Is this the way to go about it ? Also, what about deadlock? Should i take care of those conditions in my user level library or should i leave the application programmers to write code properly ?
This won't work, because you have a race condition. If 2 threads try to catch the lock at the same time, both will see available == 0, and both will think they succeeded with taking the mutex.
If you want to do this properly, and without using an already-existing lock, You must access hardware operations like TAS, CAS, etc.
There are algorithms that give you mutual exclusion without such hardware support, but they make some assumptions that are many times false. For more details about this, I highly recommend reading Herlihy and Shavit's The art of multiprocessor programming, chapter 7.
You shouldn't worry about deadlocks in this level - mutex locks should be simple enough, and there is some assumption that the programmer using them should use care not to cause deadlocks (advanced mutexes can check for self-deadlock, meaning a thread that calls lock twice without calling unlock in the middle).
Not only that you have to do atomic operations to read and modify the flag (as Eran pointed out) you also have to watch that your queue is capable to have concurrent accesses. This is not completely trivial, sort of hen and egg problem.
But if you'd really implement this by spinning, you wouldn't even need to have such a queue. The access order to the lock then would be mainly random, though.
Probably just yielding would also not be enough, this can be quite costly if you have threads holding the lock for more than some processor cycles. Consider using nanosleep with a low time value for the wait.
In general, a mutex implementation should look like:
Lock:
while (trylock()==failed) {
atomic_inc(waiter_cnt);
atomic_sleep_if_locked();
atomic_dec(waiter_cnt);
}
Trylock:
return atomic_swap(&lock, 1);
Unlock:
atomic_store(&lock, 0);
if (waiter_cnt) wakeup_sleepers();
Things get more complex if you want recursive mutexes, mutexes that can synchronize their own destruction (i.e. freeing the mutex is safe as soon as you get the lock), etc.

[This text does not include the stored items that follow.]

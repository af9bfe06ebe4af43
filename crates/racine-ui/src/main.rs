#![forbid(unsafe_code)]
#![deny(
    warnings,
    dead_code,
    unused,
    unused_imports,
    unused_must_use,
    unreachable_pub,
    clippy::all,
    clippy::pedantic,
    clippy::nursery,
    rustdoc::broken_intra_doc_links,
    rustdoc::bare_urls,
    missing_docs
)]
//! racine UI wasm entry point and native stub fallback.

#[cfg(target_arch = "wasm32")]
fn main() -> Result<(), std::io::Error> {
    racine_ui::run_app();
    Ok(())
}

#[cfg(not(target_arch = "wasm32"))]
fn main() -> Result<(), std::io::Error> {
    use std::io::{self, Write};

    let mut stderr = io::stderr().lock();
    stderr.write_all(
        b"racine-ui targets wasm32; build it with `trunk build` or `cargo build --target wasm32-unknown-unknown`.\n",
    )?;
    Ok(())
}
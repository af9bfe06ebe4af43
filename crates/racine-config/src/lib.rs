#![forbid(unsafe_code)]
#![deny(
    warnings,
    dead_code,
    unused,
    unused_imports,
    unused_must_use,
    unreachable_pub,
    clippy::all,
    clippy::pedantic,
    clippy::nursery,
    rustdoc::broken_intra_doc_links,
    rustdoc::bare_urls,
    missing_docs
)]

//! Environment-driven configuration for the racine backend.
//!
//! Layout: `model.rs` (typed server configuration), `validate.rs`
//! (parsing helpers), `defaults.rs` (variable names and fallbacks).

pub mod defaults;
pub mod error;
pub mod model;
pub mod validate;

pub use error::{ConfigError, ConfigResult};
pub use model::{HostAllowList, LogFormatPreference, ServerConfig};
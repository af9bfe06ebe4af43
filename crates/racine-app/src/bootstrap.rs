use std::future::Future;

use racine_api::ApiServer;
use racine_config::{LogFormatPreference, ServerConfig};
use racine_telemetry::{GlobalContextGuard, LogFormat, LoggingConfig, Metrics, build_sha};
use tokio::signal;
use tracing::{error, info};

use crate::error::{AppError, AppResult};

/// Entry point for the racine boot sequence.
///
/// # Errors
///
/// Returns an error if configuration is invalid, logging cannot be installed,
/// or the API server fails to bind or serve.
pub async fn run_app() -> AppResult<()> {
    let config =
        ServerConfig::from_env().map_err(|err| AppError::config("config.from_env", err))?;
    racine_telemetry::init_logging(&logging_config(&config))
        .map_err(|err| AppError::telemetry("telemetry.init", err))?;
    let _context = GlobalContextGuard::new("racine", &config.time_zone);

    info!(
        bind_addr = %config.bind_addr,
        debug = config.debug,
        "racine bootstrap starting"
    );
    serve_until(&config, shutdown_signal()).await?;
    info!("racine shut down cleanly");
    Ok(())
}

/// Build the API from `config` and serve it until `shutdown` resolves.
pub(crate) async fn serve_until<F>(config: &ServerConfig, shutdown: F) -> AppResult<()>
where
    F: Future<Output = ()> + Send + 'static,
{
    let metrics = Metrics::new().map_err(|err| AppError::telemetry("telemetry.metrics", err))?;
    ApiServer::new(config, metrics)
        .serve(config.bind_addr, shutdown)
        .await
        .map_err(|err| AppError::api_server("api.serve", err))
}

pub(crate) fn logging_config(config: &ServerConfig) -> LoggingConfig<'_> {
    let format = match config.effective_log_format() {
        Some(LogFormatPreference::Json) => LogFormat::Json,
        Some(LogFormatPreference::Pretty) => LogFormat::Pretty,
        None => LogFormat::infer(),
    };
    LoggingConfig {
        level: &config.log_level,
        format,
        build_sha: build_sha(),
    }
}

async fn shutdown_signal() {
    let ctrl_c = async {
        if let Err(err) = signal::ctrl_c().await {
            error!(error = %err, "failed to install SIGINT handler");
            std::future::pending::<()>().await;
        }
    };

    #[cfg(unix)]
    let terminate = async {
        match signal::unix::signal(signal::unix::SignalKind::terminate()) {
            Ok(mut stream) => {
                stream.recv().await;
            }
            Err(err) => {
                error!(error = %err, "failed to install SIGTERM handler");
                std::future::pending::<()>().await;
            }
        }
    };

    #[cfg(not(unix))]
    let terminate = std::future::pending::<()>();

    tokio::select! {
        () = ctrl_c => info!("received SIGINT, starting graceful shutdown"),
        () = terminate => info!("received SIGTERM, starting graceful shutdown"),
    }
}
//! Host header allow-list enforcement.

use std::sync::Arc;

use axum::{
    extract::{Request, State},
    http::header::HOST,
    middleware::Next,
    response::{IntoResponse, Response},
};
use tracing::warn;

use crate::http::errors::ApiError;
use crate::state::ApiState;

/// Reject requests whose `Host` (or URI authority) is not on the allow-list.
pub(crate) async fn require_allowed_host(
    State(state): State<Arc<ApiState>>,
    request: Request,
    next: Next,
) -> Response {
    let host = request
        .headers()
        .get(HOST)
        .and_then(|value| value.to_str().ok())
        .map(str::to_string)
        .or_else(|| request.uri().authority().map(ToString::to_string))
        .unwrap_or_default();

    if state.allowed_hosts.allows(&host) {
        return next.run(request).await;
    }
    warn!(host = %host, "rejected request for disallowed host");
    ApiError::bad_request(format!("host '{host}' is not allowed")).into_response()
}
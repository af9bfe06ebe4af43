//! DOM-free status page logic, testable on native targets.

pub mod json;
pub mod page;
pub mod probe;
pub mod status;
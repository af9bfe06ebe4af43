//! Shared handler state.

use racine_config::HostAllowList;
use racine_telemetry::Metrics;

/// State shared by every handler and middleware through `Arc<ApiState>`.
pub(crate) struct ApiState {
    pub(crate) metrics: Metrics,
    pub(crate) allowed_hosts: HostAllowList,
}

impl ApiState {
    pub(crate) const fn new(metrics: Metrics, allowed_hosts: HostAllowList) -> Self {
        Self {
            metrics,
            allowed_hosts,
        }
    }
}
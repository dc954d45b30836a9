//! Command-line argument definitions.

use std::path::PathBuf;

use clap::{Args, Parser, Subcommand, ValueEnum};

use bt_core::{DiaperKind, FeedingSide};

/// Baby activity tracker.
///
/// Logs feedings, diaper changes, and sleep; keeps per-day statistics in
/// sync; and exchanges JSON snapshots with other devices.
#[derive(Debug, Parser)]
#[command(name = "bt", version, about, long_about = None)]
pub struct Cli {
    /// Enable verbose output.
    #[arg(short, long, global = true)]
    pub verbose: bool,

    /// Path to config file.
    #[arg(short, long, global = true)]
    pub config: Option<PathBuf>,

    #[command(subcommand)]
    pub command: Option<Commands>,
}

/// Available subcommands.
#[derive(Debug, Subcommand)]
pub enum Commands {
    /// Start a feeding or a sleep (stops whatever is running first).
    Start {
        #[command(subcommand)]
        activity: StartActivity,
    },

    /// Log a diaper change.
    Diaper {
        /// What the diaper dealt with.
        #[arg(value_enum)]
        kind: DiaperArg,
    },

    /// Stop the running activity.
    Stop,

    /// Reopen the most recent completed feeding or sleep.
    Resume {
        /// Id of the activity to reopen.
        id: String,
    },

    /// Show logged activities.
    Log(LogArgs),

    /// Show daily statistics.
    Stats {
        /// Day to report on (YYYY-MM-DD, default today).
        #[arg(long)]
        day: Option<String>,
    },

    /// Show the running activity and today's totals.
    Status,

    /// Edit a logged activity.
    Edit(EditArgs),

    /// Delete a completed activity (undoable for a few seconds).
    Delete {
        /// Id of the activity to delete.
        id: String,
    },

    /// Restore the most recently deleted activity.
    Undo,

    /// Write a JSON snapshot of all activities.
    Export {
        /// Write to a file instead of stdout.
        #[arg(short, long)]
        output: Option<PathBuf>,
    },

    /// Merge activities from a JSON snapshot.
    Import {
        /// Snapshot file to read.
        file: PathBuf,
    },
}

/// Timed activities that can be started.
#[derive(Debug, Subcommand)]
pub enum StartActivity {
    /// Start a feeding.
    Feeding {
        /// Breast side or bottle.
        #[arg(long, value_enum)]
        side: Option<SideArg>,
    },
    /// Start a sleep.
    Sleep,
}

/// Arguments for `bt log`.
#[derive(Debug, Args)]
pub struct LogArgs {
    /// Day to list (YYYY-MM-DD, default today).
    #[arg(long, conflicts_with = "all")]
    pub day: Option<String>,

    /// List the whole history grouped by day.
    #[arg(long)]
    pub all: bool,
}

/// Arguments for `bt edit`.
#[derive(Debug, Args)]
pub struct EditArgs {
    /// Id of the activity to edit.
    pub id: String,

    /// New start time (local, YYYY-MM-DDTHH:MM).
    #[arg(long)]
    pub start: Option<String>,

    /// New end time (local, YYYY-MM-DDTHH:MM).
    #[arg(long)]
    pub end: Option<String>,

    /// New feeding side.
    #[arg(long, value_enum)]
    pub side: Option<SideArg>,

    /// New diaper kind.
    #[arg(long, value_enum)]
    pub diaper: Option<DiaperArg>,

    /// New notes (an empty string clears them).
    #[arg(long)]
    pub notes: Option<String>,
}

/// Feeding side as accepted on the command line.
#[derive(Debug, Clone, Copy, PartialEq, Eq, ValueEnum)]
pub enum SideArg {
    Left,
    Right,
    Bottle,
}

impl From<SideArg> for FeedingSide {
    fn from(side: SideArg) -> Self {
        match side {
            SideArg::Left => Self::Left,
            SideArg::Right => Self::Right,
            SideArg::Bottle => Self::Bottle,
        }
    }
}

/// Diaper kind as accepted on the command line.
#[derive(Debug, Clone, Copy, PartialEq, Eq, ValueEnum)]
pub enum DiaperArg {
    Pee,
    Poo,
    Both,
}

impl From<DiaperArg> for DiaperKind {
    fn from(kind: DiaperArg) -> Self {
        match kind {
            DiaperArg::Pee => Self::Pee,
            DiaperArg::Poo => Self::Poo,
            DiaperArg::Both => Self::Both,
        }
    }
}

Note that atomic_sleep_if_locked and wakeup_sleepers correspond to FUTEX_WAIT and FUTEX_WAKE ops on Linux. The other atomics are probably CPU instructions, but could be system calls or kernel-assisted userspace function code, as in the case of Linux/ARM and the 0xffff0fc0 atomic compare-and-swap call.
You do not need atomic instructions for a user level thread library, because all the threads are going to be user level threads of the same process. So actually when your process is given the time slice to execute, you are running multiple threads during that time slice but on the same processor. So, no two threads are going to be in the library function at the same time. Considering that the functions for mutex are already in the library, mutual exclusion is guaranteed.